Meskipun rezim Zionis Israel tampaknya lebih unggul dalam hal jumlah korban jiwa, mayoritas orang yang menjadi korban di Gaza adalah warga sipil. Namun, Perlawanan tidak menunjukkan tanda-tanda kelelahan, seperti yang diamati oleh para ahli Zionis Israel sendiri, yang secara terbuka mengakui kemampuan baru perlawanan. Perjuangan warga Arab Palestina adalah perjuangan hak untuk kembali, yang telah berlangsung sejak tahun 1948. Kegigihan perjuangan tersebut mendelegitimasi anggapan bahwa Zionis “Israel” itu sendiri adalah sebuah negara bahkan setelah melewati garis pemisah tahun 1948. Bagaimanapun, sebuah negara harus menjamin ketertiban atas wilayah yang ditentukan, yang belum dan tidak dapat dicapai oleh Zionis “Israel” karena perjuangan pembebasan Palestina bertepatan dengan perjuangan proletariat internasional untuk emansipasi.

Meskipun tidak ada satupun tujuan Zionis “Israel” di Gaza yang tercapai, tujuannya untuk menghancurkan wilayah tersebut terus berlanjut. Sejauh ancaman eksistensial hilang, pembangunan dan harapan hidup di wilayah tersebut telah menurun dibandingkan potensinya karena perang yang dilakukan Zionis “Israel” di wilayah tersebut. Kita harus melihat kesenjangan harapan hidup antara orang-orang Arab dan Israel untuk melihat bahwa orang-orang Arab telah kehilangan potensi mereka untuk kehidupan dan kehidupan yang lebih baik. Sementara itu, upaya diplomasi untuk normalisasi regional tentu saja telah gagal, dan rezim China telah merusak moral rezim Zionis di panggung global. Perjanjian normalisasi Saudi-Zionis Israel ditunda karena rasa malu, dan terutama karena dalam perang kelas regional, rezim-rezim Arab yang reaksioner adalah mitra kelas Zionisme. Perjuangan politik apa pun di dunia Muslim berubah menjadi perjuangan yang menempatkan persoalan Palestina sebagai fokus hanya karena massa mengakui bahwa kelas-kelas reaksioner mempunyai struktur kekuasaan yang sama dengan imperialisme Zio. Perpanjangan dan perluasan perang dengan Zionis “Israel” akan menunjukkan bahwa Zionis “Israel”, dan AS tidak terkalahkan, sementara gambaran kekuatan rezim-rezim reaksioner yang berkuasa akan hancur dan meninggalkan pintu terbuka bagi pemberontakan rakyat.
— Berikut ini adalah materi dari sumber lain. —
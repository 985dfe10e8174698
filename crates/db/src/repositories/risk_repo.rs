//! Repositories for the `risks`, `risk_analyses`, and
//! `risk_response_plans` tables.

use sqlx::PgPool;
use taskup_core::types::DbId;

use crate::models::risk::{
    CreateRisk, CreateRiskAnalysis, CreateRiskResponsePlan, Risk, RiskAnalysis, RiskResponsePlan,
    UpdateRisk, UpdateRiskAnalysis, UpdateRiskResponsePlan,
};

// ---------------------------------------------------------------------------
// RiskRepo
// ---------------------------------------------------------------------------

/// Column list for `risks` queries.
const RISK_COLUMNS: &str = "id, project_id, owner_id, name, description, category, \
                            probability, impact, severity, status, identified_at, \
                            is_deleted, created_at, updated_at";

/// Provides CRUD operations for project risks.
pub struct RiskRepo;

impl RiskRepo {
    /// Insert a new risk owned by `owner_id`, returning the row.
    pub async fn create(
        pool: &PgPool,
        owner_id: DbId,
        input: &CreateRisk,
    ) -> Result<Risk, sqlx::Error> {
        let query = format!(
            "INSERT INTO risks (project_id, owner_id, name, description, category,
                                probability, impact, severity, status)
             VALUES ($1, $2, $3, $4, $5, $6, COALESCE($7, 1), $8, COALESCE($9, 'Open'))
             RETURNING {RISK_COLUMNS}"
        );
        sqlx::query_as::<_, Risk>(&query)
            .bind(input.project_id)
            .bind(owner_id)
            .bind(&input.name)
            .bind(&input.description)
            .bind(&input.category)
            .bind(input.probability)
            .bind(input.impact)
            .bind(input.severity)
            .bind(&input.status)
            .fetch_one(pool)
            .await
    }

    /// Find a risk by its ID. Excludes soft-deleted rows.
    pub async fn find_by_id(pool: &PgPool, id: DbId) -> Result<Option<Risk>, sqlx::Error> {
        let query = format!("SELECT {RISK_COLUMNS} FROM risks WHERE id = $1 AND is_deleted = FALSE");
        sqlx::query_as::<_, Risk>(&query)
            .bind(id)
            .fetch_optional(pool)
            .await
    }

    /// Find a risk by ID, including soft-deleted rows.
    pub async fn find_by_id_include_deleted(
        pool: &PgPool,
        id: DbId,
    ) -> Result<Option<Risk>, sqlx::Error> {
        let query = format!("SELECT {RISK_COLUMNS} FROM risks WHERE id = $1");
        sqlx::query_as::<_, Risk>(&query)
            .bind(id)
            .fetch_optional(pool)
            .await
    }

    /// All live risks of a project, newest first.
    pub async fn list_by_project(
        pool: &PgPool,
        project_id: DbId,
    ) -> Result<Vec<Risk>, sqlx::Error> {
        let query = format!(
            "SELECT {RISK_COLUMNS} FROM risks \
             WHERE project_id = $1 AND is_deleted = FALSE ORDER BY created_at DESC"
        );
        sqlx::query_as::<_, Risk>(&query)
            .bind(project_id)
            .fetch_all(pool)
            .await
    }

    /// Update a risk. Only non-`None` fields in `input` are applied.
    pub async fn update(
        pool: &PgPool,
        id: DbId,
        input: &UpdateRisk,
    ) -> Result<Option<Risk>, sqlx::Error> {
        let query = format!(
            "UPDATE risks SET
                name = COALESCE($2, name),
                description = COALESCE($3, description),
                category = COALESCE($4, category),
                probability = COALESCE($5, probability),
                impact = COALESCE($6, impact),
                severity = COALESCE($7, severity),
                status = COALESCE($8, status),
                updated_at = NOW()
             WHERE id = $1 AND is_deleted = FALSE
             RETURNING {RISK_COLUMNS}"
        );
        sqlx::query_as::<_, Risk>(&query)
            .bind(id)
            .bind(&input.name)
            .bind(&input.description)
            .bind(&input.category)
            .bind(input.probability)
            .bind(input.impact)
            .bind(input.severity)
            .bind(&input.status)
            .fetch_optional(pool)
            .await
    }
}

// ---------------------------------------------------------------------------
// RiskAnalysisRepo
// ---------------------------------------------------------------------------

/// Column list for `risk_analyses` queries.
const ANALYSIS_COLUMNS: &str = "id, risk_id, owner_id, analysis_type, matrix_score, \
                                expected_value, is_deleted, created_at, updated_at";

/// Provides CRUD operations for risk analyses.
pub struct RiskAnalysisRepo;

impl RiskAnalysisRepo {
    /// Insert a new analysis owned by `owner_id`, returning the row.
    pub async fn create(
        pool: &PgPool,
        risk_id: DbId,
        owner_id: DbId,
        input: &CreateRiskAnalysis,
    ) -> Result<RiskAnalysis, sqlx::Error> {
        let query = format!(
            "INSERT INTO risk_analyses (risk_id, owner_id, analysis_type, matrix_score, expected_value)
             VALUES ($1, $2, $3, $4, $5)
             RETURNING {ANALYSIS_COLUMNS}"
        );
        sqlx::query_as::<_, RiskAnalysis>(&query)
            .bind(risk_id)
            .bind(owner_id)
            .bind(&input.analysis_type)
            .bind(&input.matrix_score)
            .bind(input.expected_value)
            .fetch_one(pool)
            .await
    }

    /// Find an analysis by its ID. Excludes soft-deleted rows.
    pub async fn find_by_id(pool: &PgPool, id: DbId) -> Result<Option<RiskAnalysis>, sqlx::Error> {
        let query =
            format!("SELECT {ANALYSIS_COLUMNS} FROM risk_analyses WHERE id = $1 AND is_deleted = FALSE");
        sqlx::query_as::<_, RiskAnalysis>(&query)
            .bind(id)
            .fetch_optional(pool)
            .await
    }

    /// All live analyses of a risk.
    pub async fn list_by_risk(
        pool: &PgPool,
        risk_id: DbId,
    ) -> Result<Vec<RiskAnalysis>, sqlx::Error> {
        let query = format!(
            "SELECT {ANALYSIS_COLUMNS} FROM risk_analyses \
             WHERE risk_id = $1 AND is_deleted = FALSE ORDER BY created_at"
        );
        sqlx::query_as::<_, RiskAnalysis>(&query)
            .bind(risk_id)
            .fetch_all(pool)
            .await
    }

    /// Update an analysis. Only non-`None` fields in `input` are applied.
    pub async fn update(
        pool: &PgPool,
        id: DbId,
        input: &UpdateRiskAnalysis,
    ) -> Result<Option<RiskAnalysis>, sqlx::Error> {
        let query = format!(
            "UPDATE risk_analyses SET
                matrix_score = COALESCE($2, matrix_score),
                expected_value = COALESCE($3, expected_value),
                updated_at = NOW()
             WHERE id = $1 AND is_deleted = FALSE
             RETURNING {ANALYSIS_COLUMNS}"
        );
        sqlx::query_as::<_, RiskAnalysis>(&query)
            .bind(id)
            .bind(&input.matrix_score)
            .bind(input.expected_value)
            .fetch_optional(pool)
            .await
    }
}

// ---------------------------------------------------------------------------
// RiskResponsePlanRepo
// ---------------------------------------------------------------------------

/// Column list for `risk_response_plans` queries.
const PLAN_COLUMNS: &str = "id, risk_id, owner_id, strategy, description, planned_actions, \
                            status, is_deleted, created_at, updated_at";

/// Provides CRUD operations for risk response plans.
pub struct RiskResponsePlanRepo;

impl RiskResponsePlanRepo {
    /// Insert a new response plan owned by `owner_id`, returning the row.
    pub async fn create(
        pool: &PgPool,
        risk_id: DbId,
        owner_id: DbId,
        input: &CreateRiskResponsePlan,
    ) -> Result<RiskResponsePlan, sqlx::Error> {
        let query = format!(
            "INSERT INTO risk_response_plans (risk_id, owner_id, strategy, description,
                                              planned_actions, status)
             VALUES ($1, $2, $3, $4, $5, COALESCE($6, 'Planned'))
             RETURNING {PLAN_COLUMNS}"
        );
        sqlx::query_as::<_, RiskResponsePlan>(&query)
            .bind(risk_id)
            .bind(owner_id)
            .bind(&input.strategy)
            .bind(&input.description)
            .bind(&input.planned_actions)
            .bind(&input.status)
            .fetch_one(pool)
            .await
    }

    /// Find a response plan by its ID. Excludes soft-deleted rows.
    pub async fn find_by_id(
        pool: &PgPool,
        id: DbId,
    ) -> Result<Option<RiskResponsePlan>, sqlx::Error> {
        let query = format!(
            "SELECT {PLAN_COLUMNS} FROM risk_response_plans WHERE id = $1 AND is_deleted = FALSE"
        );
        sqlx::query_as::<_, RiskResponsePlan>(&query)
            .bind(id)
            .fetch_optional(pool)
            .await
    }

    /// All live response plans of a risk.
    pub async fn list_by_risk(
        pool: &PgPool,
        risk_id: DbId,
    ) -> Result<Vec<RiskResponsePlan>, sqlx::Error> {
        let query = format!(
            "SELECT {PLAN_COLUMNS} FROM risk_response_plans \
             WHERE risk_id = $1 AND is_deleted = FALSE ORDER BY created_at"
        );
        sqlx::query_as::<_, RiskResponsePlan>(&query)
            .bind(risk_id)
            .fetch_all(pool)
            .await
    }

    /// Update a response plan. Only non-`None` fields in `input` are
    /// applied.
    pub async fn update(
        pool: &PgPool,
        id: DbId,
        input: &UpdateRiskResponsePlan,
    ) -> Result<Option<RiskResponsePlan>, sqlx::Error> {
        let query = format!(
            "UPDATE risk_response_plans SET
                strategy = COALESCE($2, strategy),
                description = COALESCE($3, description),
                planned_actions = COALESCE($4, planned_actions),
                status = COALESCE($5, status),
                updated_at = NOW()
             WHERE id = $1 AND is_deleted = FALSE
             RETURNING {PLAN_COLUMNS}"
        );
        sqlx::query_as::<_, RiskResponsePlan>(&query)
            .bind(id)
            .bind(&input.strategy)
            .bind(&input.description)
            .bind(&input.planned_actions)
            .bind(&input.status)
            .fetch_optional(pool)
            .await
    }
}
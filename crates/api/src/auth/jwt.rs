//! JWT access-token generation/validation and refresh-token helpers.
//!
//! Access tokens are HS256-signed JWTs containing a [`Claims`] payload.
//! Refresh tokens are opaque random strings; only their SHA-256 hash is
//! stored server-side so a database leak does not compromise active
//! sessions.

use jsonwebtoken::{decode, encode, DecodingKey, EncodingKey, Header, Validation};
use rand::RngCore;
use serde::{Deserialize, Serialize};
use sha2::{Digest, Sha256};
use taskup_core::types::DbId;
use uuid::Uuid;

/// JWT claims embedded in every access token.
#[derive(Debug, Serialize, Deserialize, Clone)]
pub struct Claims {
    /// Subject -- the user's internal database id.
    pub sub: DbId,
    /// Expiration time (UTC Unix timestamp).
    pub exp: i64,
    /// Issued-at time (UTC Unix timestamp).
    pub iat: i64,
    /// Unique token identifier (UUID v4) for revocation / audit.
    pub jti: String,
}

/// Configuration for JWT token generation and validation.
#[derive(Debug, Clone)]
pub struct JwtConfig {
    /// HMAC-SHA256 secret used to sign and verify tokens.
    pub secret: String,
    /// Access token lifetime in minutes (default: 15).
    pub access_token_expiry_mins: i64,
    /// Refresh token lifetime in days (default: 7).
    pub refresh_token_expiry_days: i64,
}

/// Default access token expiry in minutes.
const DEFAULT_ACCESS_EXPIRY_MINS: i64 = 15;
/// Default refresh token expiry in days.
const DEFAULT_REFRESH_EXPIRY_DAYS: i64 = 7;

impl JwtConfig {
    /// Load JWT configuration from environment variables.
    ///
    /// | Env Var                    | Required | Default |
    /// |----------------------------|----------|---------|
    /// | `JWT_SECRET`               | **yes**  | --      |
    /// | `JWT_ACCESS_EXPIRY_MINS`   | no       | `15`    |
    /// | `JWT_REFRESH_EXPIRY_DAYS`  | no       | `7`     |
    ///
    /// # Panics
    ///
    /// Panics if `JWT_SECRET` is not set or is empty.
    pub fn from_env() -> Self {
        let secret =
            std::env::var("JWT_SECRET").expect("JWT_SECRET must be set in the environment");
        assert!(!secret.is_empty(), "JWT_SECRET must not be empty");

        let access_token_expiry_mins: i64 = std::env::var("JWT_ACCESS_EXPIRY_MINS")
            .unwrap_or_else(|_| DEFAULT_ACCESS_EXPIRY_MINS.to_string())
            .parse()
            .expect("JWT_ACCESS_EXPIRY_MINS must be a valid i64");

        let refresh_token_expiry_days: i64 = std::env::var("JWT_REFRESH_EXPIRY_DAYS")
            .unwrap_or_else(|_| DEFAULT_REFRESH_EXPIRY_DAYS.to_string())
            .parse()
            .expect("JWT_REFRESH_EXPIRY_DAYS must be a valid i64");

        Self {
            secret,
            access_token_expiry_mins,
            refresh_token_expiry_days,
        }
    }
}

/// Generate an HS256 access token for the given user.
pub fn generate_access_token(
    user_id: DbId,
    config: &JwtConfig,
) -> Result<String, jsonwebtoken::errors::Error> {
    let now = chrono::Utc::now().timestamp();
    let exp = now + config.access_token_expiry_mins * 60;

    let claims = Claims {
        sub: user_id,
        exp,
        iat: now,
        jti: Uuid::new_v4().to_string(),
    };

    encode(
        &Header::default(), // HS256
        &claims,
        &EncodingKey::from_secret(config.secret.as_bytes()),
    )
}

/// Validate an access token and return its claims.
///
/// Fails on bad signature, malformed token, or expiry.
pub fn validate_token(
    token: &str,
    config: &JwtConfig,
) -> Result<Claims, jsonwebtoken::errors::Error> {
    let data = decode::<Claims>(
        token,
        &DecodingKey::from_secret(config.secret.as_bytes()),
        &Validation::default(),
    )?;
    Ok(data.claims)
}

/// Generate an opaque refresh token: 32 random bytes, hex-encoded.
pub fn generate_refresh_token() -> String {
    let mut bytes = [0u8; 32];
    rand::rng().fill_bytes(&mut bytes);
    bytes.iter().map(|b| format!("{b:02x}")).collect()
}

/// SHA-256 hash of a refresh token, hex-encoded, as stored in the
/// `sessions` table.
pub fn hash_refresh_token(token: &str) -> String {
    let digest = Sha256::digest(token.as_bytes());
    digest.iter().map(|b| format!("{b:02x}")).collect()
}

#[cfg(test)]
mod tests {
    use super::*;

    fn test_config() -> JwtConfig {
        JwtConfig {
            secret: "test-secret-not-for-production".to_string(),
            access_token_expiry_mins: 15,
            refresh_token_expiry_days: 7,
        }
    }

    #[test]
    fn test_generate_and_validate_roundtrip() {
        let config = test_config();
        let user_id = Uuid::new_v4();

        let token = generate_access_token(user_id, &config).unwrap();
        let claims = validate_token(&token, &config).unwrap();

        assert_eq!(claims.sub, user_id);
        assert!(claims.exp > claims.iat);
    }

    #[test]
    fn test_wrong_secret_rejected() {
        let config = test_config();
        let token = generate_access_token(Uuid::new_v4(), &config).unwrap();

        let other = JwtConfig {
            secret: "a-different-secret".to_string(),
            ..config
        };
        assert!(validate_token(&token, &other).is_err());
    }

    #[test]
    fn test_refresh_token_hash_is_stable() {
        let token = generate_refresh_token();
        assert_eq!(token.len(), 64);
        assert_eq!(hash_refresh_token(&token), hash_refresh_token(&token));
        assert_ne!(hash_refresh_token(&token), token);
    }
}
Namun, Zionis “Israel” menolak menerima kekalahan yang tak terhindarkan. Barat bahkan mungkin menyetujui solusi dua negara dimana Palestina diperintah oleh kelompok politik yang tidak menuntut penghapusan modal. Kepemimpinan Organisasi Pembebasan Palestina saat ini, misalnya, tidak menyerukan kepada massa di dunia Arab untuk berorganisasi dalam sel-sel revolusioner dan menyerang kepentingan-kepentingan Barat dan rezim-rezim Arab di ibukota-ibukota Islam, yang menunjukkan bahwa batas maksimum mereka berada di bawah ekspektasi dan dapat diterima oleh masyarakat. Barat yang tujuan utamanya adalah mengalahkan Tiongkok yang 'pagan', yang bisa menjadi musuh bersama bagi keduanya.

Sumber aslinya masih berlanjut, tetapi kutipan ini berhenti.